Leslie T. Richardson- Memories & Other Stories
Every boy dreams at some time of finding a gold mine. Well, I found one. Right in Caledonia, too.
When I was young there used to be a large barn at the back of our house. It was here when the customers for the tavern would tie up their horses, or the Southside folks, who were going by train to Hamilton would leave their carriage ponies and walk to the station, thus avoiding the toll across the bridge. The barn served nearly one hundred years and was in fairly good shape when it was taken down.
I do not know who bought the building, but I remember Reg. Hudspeth working on its destruction during one of the summers while he was a high school boy. I suspect that the building is part of another barn up in the west end of Seneca Township somewhere.
After the material is carted away, there is always the inevitable clean-up. This task fell to my brother and me.
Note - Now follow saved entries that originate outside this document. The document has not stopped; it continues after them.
use eft_common::{Array, GetSize};
use tinyvec::ArrayVec;

use crate::*;

/// Trait allowing fallible conversion into bytes
pub trait TryIntoBytes {
  /// Error type yielded if conversion fails
  type Error;

  /// Try to convert into a collection of bytes
  ///
  /// ```
  /// use eft_msg::{Code, Id, Token, Type, TryIntoBytes};
  ///
  /// let msg = eft_msg::alloc::Message::new(Type::Con,
  ///                                        Code::GET,
  ///                                        Id(1),
  ///                                        Token(Default::default()));
  ///
  /// let bytes: Vec<u8> = msg.try_into_bytes().unwrap();
  /// assert_eq!(bytes, vec![0b0100_0000, 0b0000_0001, 0, 1]);
  /// ```
  fn try_into_bytes<C: Array<Item = u8>>(self) -> Result<C, Self::Error>;
}

/// Errors encounterable serializing to bytes
#[derive(Debug, Clone, Copy, PartialEq, Eq, PartialOrd, Ord)]
pub enum MessageToBytesError {
  /// Reserved capacity was not enough for size of message
  TooLong {
    /// Maximum size of the byte buffer
    capacity: usize,
    /// Encoded size of the message
    size: usize,
  },
  /// The gap between 2 adjacent option numbers exceeds the encodable
  /// maximum (65804)
  OptionDeltaTooLarge(u32),
  /// An option value exceeds the encodable maximum length (65804)
  OptionValueTooLong(usize),
}

pub(crate) fn opt_len_or_delta(val: u32) -> (u8, Option<ArrayVec<[u8; 2]>>) {
  match val {
    | n if n >= 269 => {
      let mut bytes = ArrayVec::new();
      bytes.extend(((n - 269) as u16).to_be_bytes());
      (14, Some(bytes))
    },
    | n if n >= 13 => {
      let mut bytes = ArrayVec::new();
      bytes.push((n as u8) - 13);
      (13, Some(bytes))
    },
    | n => (n as u8, None),
  }
}

impl<PayloadBytes: Array<Item = u8> + eft_common::AppendCopy<u8>, Options: OptionMap> TryIntoBytes
  for Message<PayloadBytes, Options>
{
  type Error = MessageToBytesError;

  fn try_into_bytes<C: Array<Item = u8>>(self) -> Result<C, Self::Error> {
    let size: usize = self.get_size();
    let mut bytes = C::reserve(size);

    if let Some(max) = bytes.max_size() {
      if max < size {
        return Err(Self::Error::TooLong { capacity: max,
                                          size });
      }
    }

    let Message { id,
                  ty,
                  ver,
                  token,
                  code,
                  opts,
                  payload, } = self;

    let byte1: u8 = Byte1 { tkl: token.0.len() as u8,
                            ver,
                            ty }.into();
    let code: u8 = code.into();
    let id: [u8; 2] = id.into();

    bytes.extend(Some(byte1));
    bytes.extend(Some(code));
    bytes.extend(id);
    bytes.extend(token.0);

    let mut last = 0u32;
    for (num, values) in opts.into_iter() {
      for value in values.into_iter() {
        let delta = num.0 - last;
        if delta > 65804 {
          return Err(Self::Error::OptionDeltaTooLarge(num.0));
        }

        let len = value.0.get_size();
        if len > 65804 {
          return Err(Self::Error::OptionValueTooLong(len));
        }

        let (del, del_bytes) = opt_len_or_delta(delta);
        let (len_nibble, len_bytes) = opt_len_or_delta(len as u32);
        let header = (del << 4) | len_nibble;

        bytes.extend(Some(header));

        if let Some(bs) = del_bytes {
          bytes.extend(bs);
        }

        if let Some(bs) = len_bytes {
          bytes.extend(bs);
        }

        bytes.extend(value.0);
        last = num.0;
      }
    }

    if !payload.0.size_is_zero() {
      bytes.extend(Some(0b11111111));
      bytes.extend(payload.0);
    }

    Ok(bytes)
  }
}

impl From<Id> for [u8; 2] {
  fn from(id: Id) -> [u8; 2] {
    id.0.to_be_bytes()
  }
}

impl From<Byte1> for u8 {
  fn from(b: Byte1) -> u8 {
    let ver = b.ver.0 << 6;
    let ty = u8::from(b.ty) << 4;
    let tkl = b.tkl;

    ver | ty | tkl
  }
}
We were always very observant of anything on the ground, especially old coins. One which we found dated back to 1834 and was a bank token, Bank of Upper Canada. It was worth one half pence. It was an antique even then. There were other goodies too, such as old beer and whiskey bottles of rare designs; a few old oak planks three feet wide and still in good shape for all their wear and tear, but nothing of startling value until I uncovered it.
There it was, all a glitter and sparkling. I had hit a large rock and part of it had chipped off showing more of the shiny stuff. I grabbed a piece and it crumbled in my hand, but my hand glowed too. It was real. It was gold. I dug frantically and lifted the large rock out of its buried space. I cleaned it carefully and carried it into the house, all eyes, eager for the praise which was bound to come from this discovery.
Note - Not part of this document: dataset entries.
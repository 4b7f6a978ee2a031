/// Errors encounterable while parsing an option from bytes
#[derive(Copy, Clone, Debug, PartialEq, PartialOrd, Eq, Ord)]
pub enum OptParseError {
  /// Reached end of stream before parsing was finished
  UnexpectedEndOfStream,

  /// Parsed more options than reserved capacity
  TooManyOptions(usize),

  /// Option Delta was set to 15, which is reserved for the payload
  /// marker.
  OptionDeltaReservedValue(u8),

  /// Value Length was set to 15, which is reserved.
  ValueLengthReservedValue(u8),
}

impl OptParseError {
  /// Shorthand for [`OptParseError::UnexpectedEndOfStream`]
  pub fn eof() -> Self {
    Self::UnexpectedEndOfStream
  }
}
In the house the gold did not shine so brightly and I had to convince my mother that it was gold by coaxing her over to the window to show her my treasure. She seemed doubtful and being a practical woman she was cautious of anything so lucky as a gold mine on her own property. She did not discourage me nor was she very encouraging either.
Next, I tackled Dad, he took a quick glance at the rock and with a twinkle in his eye, agreed with me and told me to go see if there was any more. Eager beaver, me, went on the double and soon unearthed more of the precious stuff. I lined it up carefully and dug for more.
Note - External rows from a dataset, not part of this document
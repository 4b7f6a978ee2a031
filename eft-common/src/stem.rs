use core::ops::{Deref, DerefMut};

#[cfg(feature = "std")]
type Inner<T> = std::sync::RwLock<T>;

#[cfg(not(feature = "std"))]
type Inner<T> = core::cell::RefCell<T>;

/// A mutable memory location that allows for
/// many concurrent readers or a single writer.
///
/// This is a wrapper of [`std::sync::RwLock`] that
/// switches to [`core::cell::RefCell`] when feature `std`
/// is disabled.
///
/// # Naming
/// "Stem cell" is a pun, since stem cells in biology are
/// defined as cells which can mutate into any other kind
/// of cell, and this data structure will change its shape
/// based on the runtime.
#[derive(Debug, Default)]
pub struct Stem<T>(Inner<T>);

impl<T> Stem<T> {
  /// Create a new Stem cell
  pub const fn new(t: T) -> Self {
    Self(Inner::new(t))
  }

  /// Read `T`
  ///
  /// # Blocks
  /// When feature `std` enabled, this
  /// will block if a call to [`Stem::map_mut`]
  /// is running.
  ///
  /// # Panics
  /// When feature `std` disabled, this
  /// will panic if invoked while a call
  /// to [`Stem::map_mut`] is running.
  pub fn map_ref<F, R>(&self, f: F) -> R
    where F: for<'a> FnMut(&'a T) -> R
  {
    self.0.map_ref(f)
  }

  /// Modify `T`
  ///
  /// # Blocks
  /// When feature `std` enabled, this
  /// will block until all other borrows
  /// are released.
  ///
  /// # Panics
  /// When feature `std` disabled, this
  /// will panic if invoked while another
  /// borrow is held.
  pub fn map_mut<F, R>(&self, f: F) -> R
    where F: for<'a> FnMut(&'a mut T) -> R
  {
    self.0.map_mut(f)
  }
}

/// A mutable memory location
///
/// This is used to back the behavior of [`Stem`],
/// which should be used instead of this trait.
pub trait StemCellBehavior<T> {
  /// Create an instance of `Self`
  fn new(t: T) -> Self
    where Self: Sized;

  /// Get a reference to `T` contained in `Self`
  fn map_ref<F, R>(&self, f: F) -> R
    where F: for<'a> FnMut(&'a T) -> R;

  /// Mutate the `T` contained in `Self`
  fn map_mut<F, R>(&self, f: F) -> R
    where F: for<'a> FnMut(&'a mut T) -> R;
}

#[cfg(feature = "std")]
impl<T> StemCellBehavior<T> for std::sync::RwLock<T> {
  fn new(t: T) -> Self {
    Self::new(t)
  }

  fn map_ref<F, R>(&self, mut f: F) -> R
    where F: for<'a> FnMut(&'a T) -> R
  {
    f(self.read().unwrap().deref())
  }

  fn map_mut<F, R>(&self, mut f: F) -> R
    where F: for<'a> FnMut(&'a mut T) -> R
  {
    f(self.write().unwrap().deref_mut())
  }
}

impl<T> StemCellBehavior<T> for core::cell::RefCell<T> {
  fn new(t: T) -> Self {
    Self::new(t)
  }

  fn map_ref<F, R>(&self, mut f: F) -> R
    where F: for<'a> FnMut(&'a T) -> R
  {
    f(self.borrow().deref())
  }

  fn map_mut<F, R>(&self, mut f: F) -> R
    where F: for<'a> FnMut(&'a mut T) -> R
  {
    f(self.borrow_mut().deref_mut())
  }
}

#[cfg(test)]
mod test {
  use core::cell::RefCell;
  use std::sync::RwLock;

  use super::*;

  #[test]
  fn refcell_modify() {
    let s = RefCell::new(Vec::<usize>::new());
    s.map_mut(|v| v.push(12));
    s.map_ref(|v| assert_eq!(v, &vec![12usize]));
  }

  #[test]
  fn rwlock_modify() {
    let s = RwLock::new(Vec::<usize>::new());
    s.map_mut(|v| v.push(12));
    s.map_ref(|v| assert_eq!(v, &vec![12usize]));
  }

  #[test]
  fn stem_modify() {
    let s = Stem::new(Vec::<usize>::new());
    s.map_mut(|v| v.push(12));
    assert_eq!(s.map_ref(|v| v.clone()), vec![12usize]);
  }
}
I do not know what was said between Mother and Dad, but when I brought the next lot in, Dad said to me, "Leave it in the back of the kitchen and let it dry out."
The next morning I looked at my golden rock and somehow it did not seem quite right. It had lost its sheen. In fact, it was a rusty colour. It still had an appeal to me, like an old Wintario ticket which nearly won, but did not. I realized that my gold was not gold, but was the same material that John Cabot had brought home by the boat load to Henry VII on his first trip to Canada. It was "Fool's Gold." I, too was fooled.